Second Cath Lab Enables New Procedures


Meet the Team: Cardiologists, from left, Cyrus Mancherje, M.D.; Jeffrey Breneisen, M.D.; and Milind Dhond, M.D., have formed Cardiovascular Medicine, a NorthBay Affiliate, in Fairfield.

NorthBay Medical Center is now home to two cardiac catheterization labs, which does a lot more than just double cardiologists’ ability to schedule and treat patients.

It means new procedures, new equipment, additional staff and improved efficiencies, says Kim Williamson R.N., director of Cardiology Services.

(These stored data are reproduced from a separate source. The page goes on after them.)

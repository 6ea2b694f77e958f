//! Access to the TLS-bearing objects of a cluster.

pub mod directory;
pub mod kubeconfig;

use async_trait::async_trait;

use crate::error::DirectoryError;
use crate::models::CertificateSource;

pub use directory::{KubeDirectory, SourceKind};
pub use kubeconfig::build_client;

/// Key holding the PEM certificate chain in a `kubernetes.io/tls` Secret.
pub const TLS_CERT_KEY: &str = "tls.crt";

/// Enumerates certificate sources and fetches their payloads.
///
/// Implementations perform one listing call per namespace and must not retain
/// anything between calls; the refresh loop asks again every cycle.
#[async_trait]
pub trait CertificateDirectory: Send + Sync {
    async fn list_namespaces(&self) -> Result<Vec<String>, DirectoryError>;

    async fn list_tls_sources(&self, namespace: &str) -> Result<Vec<CertificateSource>, DirectoryError>;

    /// Returns the `tls.crt` bytes of a secret, or `None` when the key is absent.
    async fn fetch_certificate_payload(
        &self,
        namespace: &str,
        secret_name: &str,
    ) -> Result<Option<Vec<u8>>, DirectoryError>;
}
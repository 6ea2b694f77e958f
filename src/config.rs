use std::net::{IpAddr, Ipv4Addr, SocketAddr};
use std::time::Duration;

use clap::Parser;

use crate::cluster::SourceKind;
use crate::models::ThresholdConfig;

/// Runtime configuration. Every flag can also be set through the
/// environment variable named next to it.
#[derive(Parser, Debug, Clone)]
#[command(name = "certwatch")]
#[command(about = "Publishes the health of a cluster's TLS certificates")]
#[command(version)]
pub struct Config {
    /// Kubeconfig path list; in-cluster configuration is used when unset
    #[arg(long, env = "KUBECONFIG")]
    pub kubeconfig: Option<String>,

    /// Kubeconfig context to use instead of the current one
    #[arg(long, env = "KUBE_CONTEXT")]
    pub context: Option<String>,

    /// Seconds between refresh cycles
    #[arg(long, env = "UPDATE_INTERVAL", default_value_t = 60, value_parser = clap::value_parser!(u64).range(1..))]
    pub update_interval: u64,

    /// Port the status endpoint listens on
    #[arg(long, env = "LISTEN_PORT", default_value_t = 8080)]
    pub listen_port: u16,

    /// Address the status endpoint binds to
    #[arg(long, env = "LISTEN_ADDRESS", default_value_t = IpAddr::V4(Ipv4Addr::UNSPECIFIED))]
    pub listen_address: IpAddr,

    /// Days left at or below which a certificate is critical
    #[arg(long, env = "DAYS_LEFT_CRITICAL_THRESHOLD", default_value_t = 3, value_parser = clap::value_parser!(i64).range(0..))]
    pub critical_days: i64,

    /// Days left below which a certificate raises a warning
    #[arg(long, env = "DAYS_LEFT_WARN_THRESHOLD", default_value_t = 30, value_parser = clap::value_parser!(i64).range(0..))]
    pub warn_days: i64,

    /// Objects to read certificates from
    #[arg(long, env = "CERT_SOURCE", value_enum, default_value_t = SourceKind::Ingress)]
    pub source: SourceKind,

    /// Seconds allowed for each Kubernetes API call
    #[arg(long, env = "REQUEST_TIMEOUT", default_value_t = 30, value_parser = clap::value_parser!(u64).range(1..))]
    pub request_timeout: u64,
}

impl Config {
    pub fn thresholds(&self) -> ThresholdConfig {
        ThresholdConfig {
            critical_days_left: self.critical_days,
            warn_days_left: self.warn_days,
        }
    }

    pub fn update_interval(&self) -> Duration {
        Duration::from_secs(self.update_interval)
    }

    pub fn request_timeout(&self) -> Duration {
        Duration::from_secs(self.request_timeout)
    }

    pub fn listen_addr(&self) -> SocketAddr {
        SocketAddr::new(self.listen_address, self.listen_port)
    }

    /// Logs configuration that is accepted but cannot behave as intended.
    pub fn validate(&self) {
        if self.warn_days <= self.critical_days {
            log::warn!(
                "config: warn threshold ({} days) does not exceed critical threshold ({} days); no certificate will be reported as WARN",
                self.warn_days,
                self.critical_days
            );
        }
    }
}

After a roughly $5 million investment, NorthBay Medical Center opened its second cardiac catheterization lab in August 2013. The new lab is specifically focused on cardiac procedures, while the older lab handles cardiac as well as vascular procedures.

Having two labs means one can host routine procedures, such as diagnostic heart catheterizations and the placement of stents in arteries while the other lab can be scheduled for longer cases, such as vascular procedures and cardiac implants, which can take up to several hours.

“It gives us much more flexibility, when an emergency comes in the door,” says Williamson.

With this new lab, NorthBay physicians are now “stenting” or opening chronic coronary artery occlusions. Chronic Total Occulsions or “CTO”s occurs when an artery has been blocked with plaque longer than three months.

“It’s tougher to work through the blockage,” explains Williamson, “and requires a more complex treatment.”

Another new tool is the Impella catheter, which has a tiny pump at one end. In a procedure performed by the physician, the catheter is guided to the heart from the groin. It pulls up to 4 liters of blood per minute from the left ventricle and delivers it into the patient’s ascending aorta for circulation throughout the body.

It eases the burden on the heart while doctors address significant issues such as heart failure, a massive heart attack or cardiogenic shock.

And, as of Jan. 1, physicians are using the lab to place pacemakers and implantable cardioverter defibrillators, instead of having to schedule time in a surgery suite.